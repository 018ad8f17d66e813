//! API response types.

use axum::{
    http::StatusCode,
    response::{IntoResponse, Response},
    Json,
};
use estate_core::{EstateError, ErrorResponse};
use serde::Serialize;
use tracing::error;

/// Application error type for Axum.
#[derive(Debug)]
pub struct AppError(pub EstateError);

impl From<EstateError> for AppError {
    fn from(err: EstateError) -> Self {
        Self(err)
    }
}

impl IntoResponse for AppError {
    fn into_response(self) -> Response {
        let status = StatusCode::from_u16(self.0.status_code())
            .unwrap_or(StatusCode::INTERNAL_SERVER_ERROR);

        if status.is_server_error() {
            error!(error = %self.0, "Request failed");
        }

        (status, Json(ErrorResponse::from_error(&self.0))).into_response()
    }
}

/// Result type for Axum handlers.
pub type ApiResult<T> = Result<Json<T>, AppError>;

/// Wraps a value in a 200 response.
pub fn ok<T: Serialize>(data: T) -> ApiResult<T> {
    Ok(Json(data))
}

/// Wraps a value in a 201 response.
pub fn created<T: Serialize>(data: T) -> (StatusCode, Json<T>) {
    (StatusCode::CREATED, Json(data))
}

pub fn no_content() -> StatusCode {
    StatusCode::NO_CONTENT
}

/// Turns an `Option` from a lookup into a 200 or a `NotFound` error.
pub fn found<T: Serialize>(
    data: Option<T>,
    resource_type: &'static str,
    id: impl ToString,
) -> ApiResult<T> {
    data.map(Json)
        .ok_or_else(|| AppError(EstateError::not_found(resource_type, id)))
}
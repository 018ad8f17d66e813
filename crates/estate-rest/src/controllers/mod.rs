//! REST API controllers.

pub mod health_controller;
pub mod house_controller;
pub mod user_controller;

pub use health_controller::*;

use crate::responses::AppError;
use estate_core::EstateError;
use std::str::FromStr;

/// Parses a path id, rejecting non-numeric input as a validation error.
pub(crate) fn parse_id<I: FromStr>(raw: &str, resource_type: &str) -> Result<I, AppError> {
    raw.parse().map_err(|_| {
        AppError(EstateError::validation(format!(
            "Invalid {resource_type} id: {raw}"
        )))
    })
}
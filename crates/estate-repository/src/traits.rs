//! Repository trait definitions.

use async_trait::async_trait;
use estate_core::{EstateResult, House, HouseId, User, UserId};

/// User repository trait.
///
/// Implementations enforce username uniqueness themselves; a conflicting
/// write fails with `EstateError::DuplicateKey`.
#[async_trait]
pub trait UserRepository: Send + Sync {
    /// Finds a user by ID.
    async fn find_by_id(&self, id: UserId) -> EstateResult<Option<User>>;

    /// Finds a user by username.
    async fn find_by_username(&self, username: &str) -> EstateResult<Option<User>>;

    /// Returns every user ordered by id.
    async fn find_all(&self) -> EstateResult<Vec<User>>;

    /// Checks if a user ID exists.
    async fn exists_by_id(&self, id: UserId) -> EstateResult<bool>;

    /// Checks if a username exists.
    async fn exists_by_username(&self, username: &str) -> EstateResult<bool>;

    /// Inserts a new user. The incoming id is ignored; the stored record
    /// carrying the assigned id is returned.
    async fn save(&self, user: &User) -> EstateResult<User>;

    /// Overwrites an existing user, leaving `create_time` untouched.
    async fn update(&self, user: &User) -> EstateResult<User>;

    /// Deletes a user by ID. Returns whether a row was removed.
    async fn delete(&self, id: UserId) -> EstateResult<bool>;
}

/// House repository trait.
#[async_trait]
pub trait HouseRepository: Send + Sync {
    async fn find_by_id(&self, id: HouseId) -> EstateResult<Option<House>>;

    /// Returns every house ordered by id.
    async fn find_all(&self) -> EstateResult<Vec<House>>;

    async fn exists_by_id(&self, id: HouseId) -> EstateResult<bool>;

    /// Inserts a new house and returns it with its assigned id.
    async fn save(&self, house: &House) -> EstateResult<House>;

    async fn update(&self, house: &House) -> EstateResult<House>;

    async fn delete(&self, id: HouseId) -> EstateResult<bool>;
}
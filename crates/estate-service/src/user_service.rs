//! User service trait definition.

use crate::dto::{CreateUserRequest, UpdateUserRequest, UserResponse};
use async_trait::async_trait;
use estate_core::{EstateResult, UserId};

/// User service trait.
#[async_trait]
pub trait UserService: Send + Sync {
    /// Creates a new user. Fails with `DuplicateKey` when the username is taken.
    async fn create_user(&self, request: CreateUserRequest) -> EstateResult<UserResponse>;

    /// Gets a user by ID; `None` when no such user exists.
    async fn get_user(&self, id: UserId) -> EstateResult<Option<UserResponse>>;

    /// Gets a user by username, bypassing the cache.
    async fn get_user_by_username(&self, username: &str) -> EstateResult<Option<UserResponse>>;

    /// Lists every user ordered by id.
    async fn list_users(&self) -> EstateResult<Vec<UserResponse>>;

    /// Overwrites an existing user, keeping its creation time.
    async fn update_user(&self, request: UpdateUserRequest) -> EstateResult<UserResponse>;

    /// Deletes a user. Fails with `NotFound` when no such user exists.
    async fn delete_user(&self, id: UserId) -> EstateResult<()>;
}
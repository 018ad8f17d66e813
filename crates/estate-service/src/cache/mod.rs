//! Caching infrastructure for the service layer.
//!
//! One fixed policy: entries live for a TTL set at insertion and are
//! explicitly invalidated by writes. Two backends share the
//! [`CacheInterface`] contract: Redis and an in-process map.

mod cache_interface;
pub mod cache_keys;
mod entity_cache;
mod memory_cache;
mod redis_cache;

pub use cache_interface::{CacheExt, CacheInterface};
pub use cache_keys::CacheType;
pub use entity_cache::EntityCache;
pub use memory_cache::{spawn_cleanup_task, MemoryCache};
pub use redis_cache::{RedisCacheService, DEFAULT_TTL};
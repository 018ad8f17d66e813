//! # Estate Server Library
//!
//! Wiring and startup helpers for the Estate Cloud binary.

pub mod di;
pub mod startup;
//! Core traits shared across layers.

use async_trait::async_trait;

/// Trait for entities with a store-assigned identifier.
pub trait Entity {
    /// Identifier type.
    type Id: Copy + Ord + Send + Sync + std::fmt::Display;

    /// Returns the entity's identifier.
    fn id(&self) -> Self::Id;

    /// Replaces the identifier (used by stores on insert).
    fn set_id(&mut self, id: Self::Id);
}

/// Trait for health checks.
#[async_trait]
pub trait HealthCheck: Send + Sync {
    /// Returns the name of this health check.
    fn name(&self) -> &str;

    /// Performs the health check.
    async fn check(&self) -> HealthStatus;
}

/// Health check status.
#[derive(Debug, Clone, PartialEq, Eq)]
pub enum HealthStatus {
    /// The component is healthy.
    Healthy,
    /// The component is degraded but functional.
    Degraded(String),
    /// The component is unhealthy.
    Unhealthy(String),
}

impl HealthStatus {
    /// Returns true if the status is healthy.
    #[must_use]
    pub const fn is_healthy(&self) -> bool {
        matches!(self, Self::Healthy)
    }

    /// Returns true if the status is unhealthy.
    #[must_use]
    pub const fn is_unhealthy(&self) -> bool {
        matches!(self, Self::Unhealthy(_))
    }
}
//! Server startup output.

use estate_config::AppConfig;
use tracing::info;

/// Prints the startup banner.
pub fn print_banner() {
    info!(
        r"
    ______      __        __
   / ____/_____/ /_____ _/ /____
  / __/ / ___/ __/ __ `/ __/ _ \
 / /___(__  ) /_/ /_/ / /_/  __/
/_____/____/\__/\__,_/\__/\___/   Cloud v{}
",
        env!("CARGO_PKG_VERSION")
    );
}

/// Lines describing where the server listens and what it runs on.
#[must_use]
pub fn startup_lines(config: &AppConfig, cache_backend: &str) -> Vec<String> {
    let base = format!("http://{}", config.server.addr());
    let store = if config.database.is_memory() {
        "memory"
    } else {
        "mysql"
    };

    vec![
        format!("Environment: {}", config.app.environment),
        format!("REST API:    {base}/api"),
        format!("Health:      {base}/health"),
        format!("Store:       {store}"),
        format!(
            "Cache:       {cache_backend} (ttl {}s)",
            config.cache.ttl_secs
        ),
    ]
}

/// Prints server startup information.
pub fn print_startup_info(config: &AppConfig, cache_backend: &str) {
    let separator = "=".repeat(60);
    info!("{}", separator);
    for line in startup_lines(config, cache_backend) {
        info!("{}", line);
    }
    info!("{}", separator);
}

#[cfg(test)]
mod tests {
    use super::*;

    #[test]
    fn test_startup_lines_default_config() {
        let lines = startup_lines(&AppConfig::default(), "redis");

        assert!(lines.iter().any(|l| l.ends_with("/api") && l.contains(":8080")));
        assert!(lines.iter().any(|l| l == "Store:       mysql"));
        assert!(lines.iter().any(|l| l == "Cache:       redis (ttl 1800s)"));
    }

    #[test]
    fn test_startup_lines_memory_store() {
        let mut config = AppConfig::default();
        config.database.url = "memory:".to_string();

        let lines = startup_lines(&config, "memory");
        assert!(lines.contains(&"Store:       memory".to_string()));
    }

    #[test]
    fn test_print_does_not_panic() {
        print_banner();
        print_startup_info(&AppConfig::default(), "disabled");
    }
}
//! HTTP middleware.

mod logging;

pub use logging::*;
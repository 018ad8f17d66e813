//! Logging initialisation.
//!
//! Installs a `tracing-subscriber` registry with an `EnvFilter`. `RUST_LOG`
//! wins over the configured level when it is set.

use serde::{Deserialize, Serialize};

/// Output format for log lines.
#[derive(Debug, Clone, Copy, PartialEq, Eq, Default, Serialize, Deserialize)]
#[serde(rename_all = "lowercase")]
pub enum LogFormat {
    /// Human-readable, multi-field lines.
    #[default]
    Pretty,
    /// One JSON object per line.
    Json,
}

impl std::str::FromStr for LogFormat {
    type Err = String;

    fn from_str(s: &str) -> Result<Self, Self::Err> {
        match s.to_lowercase().as_str() {
            "pretty" | "text" => Ok(Self::Pretty),
            "json" => Ok(Self::Json),
            other => Err(format!("unknown log format '{other}'")),
        }
    }
}

/// Builds the default filter directives for a base level.
#[must_use]
pub fn default_directives(level: &str) -> String {
    format!("{level},estate=debug,tower_http=debug,sqlx=warn")
}

/// Initialise the global subscriber.
///
/// Calling it twice is harmless: the second `try_init` fails and is ignored.
#[cfg(feature = "telemetry")]
pub fn init_logging(level: &str, format: LogFormat) {
    use tracing_subscriber::{layer::SubscriberExt, util::SubscriberInitExt, EnvFilter};

    let filter = EnvFilter::try_from_default_env()
        .unwrap_or_else(|_| EnvFilter::new(default_directives(level)));

    let registry = tracing_subscriber::registry().with(filter);

    let result = match format {
        LogFormat::Pretty => registry
            .with(tracing_subscriber::fmt::layer().with_target(true))
            .try_init(),
        LogFormat::Json => registry
            .with(tracing_subscriber::fmt::layer().json().with_target(true))
            .try_init(),
    };

    if result.is_ok() {
        tracing::info!(level = %level, format = ?format, "Logging initialized");
    }
}

/// Placeholder for when the telemetry feature is disabled.
#[cfg(not(feature = "telemetry"))]
pub fn init_logging(_level: &str, _format: LogFormat) {}

#[cfg(test)]
mod tests {
    use super::*;

    #[test]
    fn test_log_format_parsing() {
        assert_eq!("json".parse::<LogFormat>(), Ok(LogFormat::Json));
        assert_eq!("Pretty".parse::<LogFormat>(), Ok(LogFormat::Pretty));
        assert!("xml".parse::<LogFormat>().is_err());
    }

    #[test]
    fn test_default_directives() {
        let directives = default_directives("warn");
        assert!(directives.starts_with("warn,"));
        assert!(directives.contains("estate=debug"));
    }

    #[test]
    fn test_init_logging_twice_does_not_panic() {
        init_logging("info", LogFormat::Pretty);
        init_logging("info", LogFormat::Json);
    }
}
* * * *
◆ **Goal of the exercise**: Among the entries, find every line holding "crates" and return it.

◆ **Output below**:
filename crates/estate-rest/src/controllers/mod.rs
filename crates/estate-repository/src/traits.rs
filename crates/estate-service/src/user_service.rs
filename crates/estate-service/src/cache/mod.rs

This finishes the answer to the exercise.